Loder was Conservative Member of Parliament for Brighton from 1889 to 1905. He was private secretary to the President of the Local Government Board (Charles Ritchie) from 1888 to 1892 and to Lord George Hamilton (the Secretary of State for India) from 1896 to 1901. He served briefly under Arthur Balfour as a Lord of the Treasury in 1905.[1]
A keen gardener, Loder purchased the Wakehurst Place estate in 1903 and spent 33 years developing the gardens, which today cover some two square kilometres (500 acres) and are owned by the National Trust.
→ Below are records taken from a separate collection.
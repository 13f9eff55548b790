// Copyright (c) 2025 Felix Kahle.
//
// Permission is hereby granted, free of charge, to any person obtaining
// a copy of this software and associated documentation files (the
// "Software"), to deal in the Software without restriction, including
// without limitation the rights to use, copy, modify, merge, publish,
// distribute, sublicense, and/or sell copies of the Software, and to
// permit persons to whom the Software is furnished to do so, subject to
// the following conditions:
//
// The above copyright notice and this permission notice shall be
// included in all copies or substantial portions of the Software.
//
// THE SOFTWARE IS PROVIDED "AS IS", WITHOUT WARRANTY OF ANY KIND,
// EXPRESS OR IMPLIED, INCLUDING BUT NOT LIMITED TO THE WARRANTIES OF
// MERCHANTABILITY, FITNESS FOR A PARTICULAR PURPOSE AND
// NONINFRINGEMENT. IN NO EVENT SHALL THE AUTHORS OR COPYRIGHT HOLDERS BE
// LIABLE FOR ANY CLAIM, DAMAGES OR OTHER LIABILITY, WHETHER IN AN ACTION
// OF CONTRACT, TORT OR OTHERWISE, ARISING FROM, OUT OF OR IN CONNECTION
// WITH THE SOFTWARE OR THE USE OR OTHER DEALINGS IN THE SOFTWARE.

use crate::clock::{Clock, MonotonicClock};
use crate::monitor::search_monitor::{Attempt, SearchCommand, SearchMonitor};
use crate::stats::SearchStatistics;
use quadrille_model::{placement::Placement, square::Square};
use std::time::Duration;

/// Reports search progress through `tracing`.
///
/// Entering and leaving the search log at `info`, every attempt at `trace`,
/// and a `debug` progress line at most once per `log_interval`.
#[derive(Debug, Clone)]
pub struct LogMonitor<C = MonotonicClock> {
    clock: C,
    log_interval: Duration,
    start: Duration,
    last_log: Duration,
    attempts: u64,
    failed_attempts: u64,
}

impl LogMonitor<MonotonicClock> {
    #[inline]
    pub fn new(log_interval: Duration) -> Self {
        Self::with_clock(log_interval, MonotonicClock::new())
    }
}

impl Default for LogMonitor<MonotonicClock> {
    fn default() -> Self {
        Self::new(Duration::from_millis(1))
    }
}

impl<C> LogMonitor<C>
where
    C: Clock,
{
    #[inline]
    pub fn with_clock(log_interval: Duration, clock: C) -> Self {
        let now = clock.now();
        Self {
            clock,
            log_interval,
            start: now,
            last_log: now,
            attempts: 0,
            failed_attempts: 0,
        }
    }

    #[inline]
    pub fn log_interval(&self) -> Duration {
        self.log_interval
    }

    fn log_progress(&mut self, now: Duration) {
        tracing::debug!(
            elapsed = ?now.saturating_sub(self.start),
            attempts = self.attempts,
            failed = self.failed_attempts,
            "placement search in progress"
        );
        self.last_log = now;
    }
}

impl<C> std::fmt::Display for LogMonitor<C> {
    fn fmt(&self, f: &mut std::fmt::Formatter<'_>) -> std::fmt::Result {
        write!(f, "LogMonitor(log_interval: {:?})", self.log_interval)
    }
}

impl<C> SearchMonitor for LogMonitor<C>
where
    C: Clock,
{
    fn name(&self) -> &str {
        "LogMonitor"
    }

    fn on_enter_search(&mut self, side_length: usize, squares: &[Square]) {
        self.start = self.clock.now();
        self.last_log = self.start;
        self.attempts = 0;
        self.failed_attempts = 0;
        tracing::info!(
            side_length,
            squares = squares.len(),
            "starting placement search"
        );
    }

    fn on_attempt(&mut self, attempt: &Attempt) {
        self.attempts += 1;
        match &attempt.failure {
            None => tracing::trace!(
                number = attempt.number,
                strategy = %attempt.strategy,
                "attempt placed"
            ),
            Some(err) => {
                self.failed_attempts += 1;
                tracing::trace!(
                    number = attempt.number,
                    strategy = %attempt.strategy,
                    error = %err,
                    "attempt failed"
                );
            }
        }

        let now = self.clock.now();
        if now.saturating_sub(self.last_log) >= self.log_interval {
            self.log_progress(now);
        }
    }

    fn on_placement_found(&mut self, placement: &Placement) {
        tracing::debug!(squares = placement.len(), "placement found");
    }

    fn on_exit_search(&mut self, statistics: &SearchStatistics) {
        tracing::info!(
            attempts = statistics.attempts,
            failed = statistics.failed_attempts,
            fallback = statistics.fallback_attempted,
            elapsed = ?statistics.elapsed,
            "placement search finished"
        );
    }

    fn search_command(&self) -> SearchCommand {
        SearchCommand::Continue
    }
}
He was president of the Royal Arboricultural Society from 1926 to 1927 and president of the Royal Horticultural Society from 1929 to 1931. He was a director of the London, Brighton and South Coast Railway from 1896,[2] and served as its last chairman in December 1922.[3] He was a director of its successor, the Southern Railway, and later chairman from 1934 until his resignation in December 1934.[4]
In June 1934 he was raised to the peerage as Baron Wakehurst, of Ardingly in the County of Sussex.[5]
In 1890, Loder married Lady Louise de Vere Beauclerk (1869–1958), eldest daughter of William Beauclerk, 10th Duke of St Albans and his first wife, Sybil Mary Grey (a daughter of Lt.-Gen. Sir Charles Grey). The couple had one son and four daughters:[6]
Lord Wakehurst died in April 1936, aged 74, and was succeeded in the barony by his only son, John. The Loder Cup, New Zealand's oldest conservation award, is named after Lord Wakehurst.[7]